Mission 4 was the first time that PSA participated in the Student Spaceflight Experiments Program (SSEP) and I was very excited to compete. All students in grades 6-10 were engaged in competitive, scientific proposal writing. Many of us even attended after-school proposal writing sessions called "Above & Beyond" sessions. Mentors from the community came to PSA to provide guidance and help us all develop ideas. These mentors came from all over, including SPAWAR, College of Charleston, SCRA, and SRC.
That year, 78 proposals were submitted to a Step 1 Review Board, who chose the top three proposals in a completely name-blind process.

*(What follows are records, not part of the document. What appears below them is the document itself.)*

//! Token descriptors and amount scaling.
//!
//! Human amounts from configuration are `Decimal`; on-chain amounts are `u64`
//! base units. Conversions between the two never go through floating point.

use rust_decimal::prelude::ToPrimitive;
use rust_decimal::Decimal;
use serde::{Deserialize, Serialize};
use solana_sdk::pubkey::Pubkey;
use std::fmt;
use std::str::FromStr;
use thiserror::Error;

/// Largest scale `Decimal` can represent.
const MAX_DECIMALS: u8 = 28;

#[derive(Debug, Error, Clone, PartialEq)]
pub enum AmountError {
    #[error("Negative amount: {0}")]
    Negative(Decimal),
    #[error("Amount {amount} with {decimals} decimals does not fit in u64")]
    Overflow { amount: Decimal, decimals: u8 },
    #[error("Unsupported decimal precision: {0}")]
    UnsupportedDecimals(u8),
}

/// A token as configured: symbol, mint address and decimal precision
#[derive(Debug, Clone, PartialEq, Eq, Serialize, Deserialize)]
pub struct TokenDescriptor {
    pub symbol: String,
    pub address: String,
    pub decimals: u8,
}

impl TokenDescriptor {
    pub fn new(symbol: impl Into<String>, address: impl Into<String>, decimals: u8) -> Self {
        Self {
            symbol: symbol.into(),
            address: address.into(),
            decimals,
        }
    }

    /// Parse the mint address
    pub fn mint(&self) -> Result<Pubkey, solana_sdk::pubkey::ParsePubkeyError> {
        Pubkey::from_str(&self.address)
    }

    /// Convert a human amount (e.g. `0.01`) to base units, truncating dust below precision
    pub fn to_raw(&self, amount: Decimal) -> Result<u64, AmountError> {
        ui_to_raw(amount, self.decimals)
    }

    /// Convert base units back to a human amount
    pub fn to_ui(&self, raw: u64) -> Decimal {
        raw_to_ui(raw, self.decimals)
    }
}

impl fmt::Display for TokenDescriptor {
    fn fmt(&self, f: &mut fmt::Formatter<'_>) -> fmt::Result {
        write!(f, "{}", self.symbol)
    }
}

/// Scale a human amount by `10^decimals` into base units
pub fn ui_to_raw(amount: Decimal, decimals: u8) -> Result<u64, AmountError> {
    if decimals > MAX_DECIMALS {
        return Err(AmountError::UnsupportedDecimals(decimals));
    }
    if amount.is_sign_negative() && !amount.is_zero() {
        return Err(AmountError::Negative(amount));
    }

    let scale = Decimal::from_i128_with_scale(10i128.pow(decimals as u32), 0);
    amount
        .checked_mul(scale)
        .and_then(|scaled| scaled.trunc().to_u64())
        .ok_or(AmountError::Overflow { amount, decimals })
}

/// Express base units as a human amount with `decimals` fractional digits
pub fn raw_to_ui(raw: u64, decimals: u8) -> Decimal {
    let scale = decimals.min(MAX_DECIMALS) as u32;
    Decimal::from_i128_with_scale(raw as i128, scale).normalize()
}
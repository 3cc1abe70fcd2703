//! Tests for the admin write path
//! 管理写入路径测试

use std::sync::Arc;

use serde_json::{json, Value};

use super::drafts::{parse_symbols, EventDraft, StatisticDraft, TeamMemberDraft};
use super::writer::AdminWriter;
use crate::backend::memory::MEMORY_PUBLIC_BASE;
use crate::backend::{FileUpload, MemoryBackend};
use crate::constants::{buckets, tables};
use crate::content::testing::seeded_backend;
use crate::content::{ContentError, EventDay, MemberType, Resource, SiteDataStore, Vibe};
use crate::storage::StorageGateway;

fn writer_for(backend: &MemoryBackend) -> AdminWriter {
    AdminWriter::new(
        Arc::new(backend.clone()),
        StorageGateway::new(Arc::new(backend.clone())),
    )
}

fn heist_draft() -> EventDraft {
    EventDraft {
        title: "The Heist Protocol".to_string(),
        inspiration: "Money Heist".to_string(),
        description: "Crack the vault before the clock runs out.".to_string(),
        image: String::new(),
        color: "crimson".to_string(),
        symbols: parse_symbols("♠, ♦"),
        day: EventDay::Two,
        vibe: Vibe::Crime,
    }
}

fn row_by_id(backend: &MemoryBackend, table: &str, id: &str) -> Option<Value> {
    backend
        .rows(table)
        .into_iter()
        .find(|row| row["id"] == Value::String(id.to_string()))
}

fn poster_url(path: &str) -> String {
    format!(
        "{}/storage/v1/object/public/{}/{}",
        MEMORY_PUBLIC_BASE,
        buckets::EVENT_POSTERS,
        path
    )
}

#[tokio::test]
async fn test_create_event_derives_slug_id() {
    let backend = MemoryBackend::new().with_table(tables::EVENTS, vec![]);
    let writer = writer_for(&backend);

    let id = writer.create_event(&heist_draft(), None).await.unwrap();
    assert_eq!(id, "the-heist-protocol");

    let row = row_by_id(&backend, tables::EVENTS, "the-heist-protocol").unwrap();
    assert_eq!(row["title"], "The Heist Protocol");
    assert_eq!(row["symbols"], json!(["♠", "♦"]));
    assert_eq!(row["day"], 2);
    assert_eq!(row["vibe"], "crime");
}

#[tokio::test]
async fn test_create_event_with_poster_uploads_first() {
    let backend = MemoryBackend::new().with_table(tables::EVENTS, vec![]);
    let writer = writer_for(&backend);

    writer
        .create_event(&heist_draft(), Some(&FileUpload::new("heist.jpg", vec![7; 8])))
        .await
        .unwrap();

    let paths = backend.object_paths(buckets::EVENT_POSTERS);
    assert_eq!(paths.len(), 1);
    let row = row_by_id(&backend, tables::EVENTS, "the-heist-protocol").unwrap();
    assert_eq!(row["image"], Value::String(poster_url(&paths[0])));
}

#[tokio::test]
async fn test_slug_collision_surfaces_write_error() {
    let backend = seeded_backend();
    let writer = writer_for(&backend);

    let err = writer.create_event(&heist_draft(), None).await.unwrap_err();
    assert_eq!(
        err,
        ContentError::Write(
            "duplicate key value violates unique constraint \"events_pkey\"".to_string()
        )
    );
    let heists = backend
        .rows(tables::EVENTS)
        .into_iter()
        .filter(|r| r["id"] == "the-heist-protocol")
        .count();
    assert_eq!(heists, 1);
}

#[tokio::test]
async fn test_update_without_poster_keeps_image_and_stamps_updated_at() {
    let backend = seeded_backend();
    let writer = writer_for(&backend);
    let before = row_by_id(&backend, tables::EVENTS, "dragon-trials").unwrap();

    let draft = EventDraft {
        title: "Dragon Trials".to_string(),
        inspiration: "How to Train Your Dragon".to_string(),
        description: "Four rounds now.".to_string(),
        image: before["image"].as_str().unwrap().to_string(),
        color: "emerald".to_string(),
        symbols: vec![],
        day: EventDay::One,
        vibe: Vibe::Fantasy,
    };
    writer.update_event("dragon-trials", &draft, None).await.unwrap();

    let after = row_by_id(&backend, tables::EVENTS, "dragon-trials").unwrap();
    assert_eq!(after["description"], "Four rounds now.");
    assert_eq!(after["image"], before["image"]);
    let stamp = after["updated_at"].as_str().unwrap();
    assert!(chrono::DateTime::parse_from_rfc3339(stamp).is_ok());
    assert_eq!(backend.calls().uploads, 0);
}

#[tokio::test]
async fn test_update_with_poster_replaces_old_image() {
    let backend = seeded_backend();
    backend.put_object(buckets::EVENT_POSTERS, "old-heist.png", 5);
    let writer = writer_for(&backend);

    let draft = EventDraft {
        image: poster_url("old-heist.png"),
        ..heist_draft()
    };
    writer
        .update_event(
            "the-heist-protocol",
            &draft,
            Some(&FileUpload::new("new-heist.webp", vec![1; 4])),
        )
        .await
        .unwrap();

    let paths = backend.object_paths(buckets::EVENT_POSTERS);
    assert_eq!(paths.len(), 1);
    assert!(paths[0].ends_with(".webp"));
    let row = row_by_id(&backend, tables::EVENTS, "the-heist-protocol").unwrap();
    assert_eq!(row["image"], Value::String(poster_url(&paths[0])));
}

#[tokio::test]
async fn test_failed_upload_aborts_update() {
    let backend = seeded_backend();
    backend.put_object(buckets::EVENT_POSTERS, "old-heist.png", 5);
    backend.fail_bucket(buckets::EVENT_POSTERS, "payload too large");
    let writer = writer_for(&backend);
    let before = row_by_id(&backend, tables::EVENTS, "the-heist-protocol").unwrap();

    let draft = EventDraft {
        image: poster_url("old-heist.png"),
        ..heist_draft()
    };
    let err = writer
        .update_event(
            "the-heist-protocol",
            &draft,
            Some(&FileUpload::new("huge.png", vec![0; 64])),
        )
        .await
        .unwrap_err();

    assert_eq!(err, ContentError::Storage("payload too large".to_string()));
    assert_eq!(backend.calls().writes, 0);
    assert_eq!(backend.calls().removes, 0);
    assert_eq!(
        row_by_id(&backend, tables::EVENTS, "the-heist-protocol").unwrap(),
        before
    );
}

#[tokio::test]
async fn test_unparseable_old_image_does_not_block_update() {
    let backend = seeded_backend();
    let writer = writer_for(&backend);

    let draft = EventDraft {
        image: "https://cdn.example.com/legacy/heist.png".to_string(),
        ..heist_draft()
    };
    writer
        .update_event(
            "the-heist-protocol",
            &draft,
            Some(&FileUpload::new("heist.png", vec![1])),
        )
        .await
        .unwrap();

    assert_eq!(backend.calls().removes, 0);
    let row = row_by_id(&backend, tables::EVENTS, "the-heist-protocol").unwrap();
    assert!(row["image"]
        .as_str()
        .unwrap()
        .starts_with(&poster_url("")));
}

#[tokio::test]
async fn test_write_failure_leaves_cache_until_section_refetch() {
    let backend = seeded_backend();
    let store = SiteDataStore::new(Arc::new(backend.clone()));
    let writer = writer_for(&backend);
    let before = store.refetch().await.data.unwrap();

    backend.fail_table(tables::STATISTICS, "new row violates row-level security policy");
    let draft = StatisticDraft {
        label: "Workshops".to_string(),
        value: "6".to_string(),
        order: 5,
    };
    let err = writer.create(&draft).await.unwrap_err();
    assert_eq!(
        err.to_string(),
        "new row violates row-level security policy"
    );
    assert_eq!(store.data().unwrap(), before);

    backend.clear_failures();
    assert_eq!(writer.create(&draft).await.unwrap(), None);
    assert_eq!(store.data().unwrap().statistics.len(), 4);

    store.refetch_section(Resource::Statistics).await.unwrap();
    let stats = store.data().unwrap().statistics;
    assert_eq!(stats.len(), 5);
    assert_eq!(stats.last().unwrap().label, "Workshops");
}

#[tokio::test]
async fn test_team_member_crud() {
    let backend = seeded_backend();
    let writer = writer_for(&backend);

    let draft = TeamMemberDraft {
        name: "Neha Das".to_string(),
        role: "Design Lead".to_string(),
        phone: "9800000006".to_string(),
        member_type: MemberType::Student,
        order: 6,
    };
    writer.create(&draft).await.unwrap();
    let created = backend
        .rows(tables::TEAM_MEMBERS)
        .into_iter()
        .find(|r| r["name"] == "Neha Das")
        .unwrap();
    assert_eq!(created["type"], "student");
    let id = created["id"].as_str().unwrap().to_string();

    let promoted = TeamMemberDraft {
        role: "Festival Head".to_string(),
        ..draft
    };
    writer.update(&id, &promoted).await.unwrap();
    assert_eq!(
        row_by_id(&backend, tables::TEAM_MEMBERS, &id).unwrap()["role"],
        "Festival Head"
    );

    writer.delete(Resource::TeamMembers, &id).await.unwrap();
    assert!(row_by_id(&backend, tables::TEAM_MEMBERS, &id).is_none());
}

#[tokio::test]
async fn test_invalid_draft_is_rejected_before_writing() {
    let backend = seeded_backend();
    let writer = writer_for(&backend);

    let draft = EventDraft {
        title: "   ".to_string(),
        ..heist_draft()
    };
    let err = writer
        .create_event(&draft, Some(&FileUpload::new("a.png", vec![1])))
        .await
        .unwrap_err();
    assert_eq!(err, ContentError::InvalidInput("title is required".to_string()));
    assert_eq!(backend.calls().writes, 0);
    assert_eq!(backend.calls().uploads, 0);
}

#[tokio::test]
async fn test_gallery_featured_and_delete() {
    let backend = MemoryBackend::new().with_table(
        tables::GALLERY_IMAGES,
        vec![json!({
            "id": "g1",
            "image_url": poster_url("gallery-g1.jpg"),
            "order": 1,
            "is_featured": false
        })],
    );
    backend.put_object(buckets::EVENT_POSTERS, "gallery-g1.jpg", 9);
    let writer = writer_for(&backend);

    writer.set_gallery_featured("g1", true).await.unwrap();
    let row = row_by_id(&backend, tables::GALLERY_IMAGES, "g1").unwrap();
    assert_eq!(row["is_featured"], true);
    assert!(row.get("updated_at").is_some());

    writer
        .delete_gallery_image("g1", &poster_url("gallery-g1.jpg"))
        .await
        .unwrap();
    assert!(backend.rows(tables::GALLERY_IMAGES).is_empty());
    assert!(backend.object_paths(buckets::EVENT_POSTERS).is_empty());
}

The top three for Mission 4 were How does microgravity affect the oxidation of an iron bar in a saltwater solution? by seventh-graders Griffin Eslinger and Alexander Puckhaber; Microgravity and the Development of Tin Whiskers in Lead-Free Solder by Joe and me; Microgravity and the Coagulation of Erthrocytes by Delaney Chariker, Hunter Black, Christopher Otap, and Maddy Bessinger.
The top three proposals were then sent to the National Center for Earth and Space Science Education (NCESSE) administration in Washington, DC, for consideration by the Step 2 Review Board, who selects one experiment for spaceflight. The winner for Mission 4 was, How does Microgravity affect the Oxidation of an Iron Bar in a Saltwater Solution?.
Failure is a part of the scientific process, it must be embraced and learned from. Real scientists face rejection, improve, and submit again-- just like the Tin Whiskies went on to do.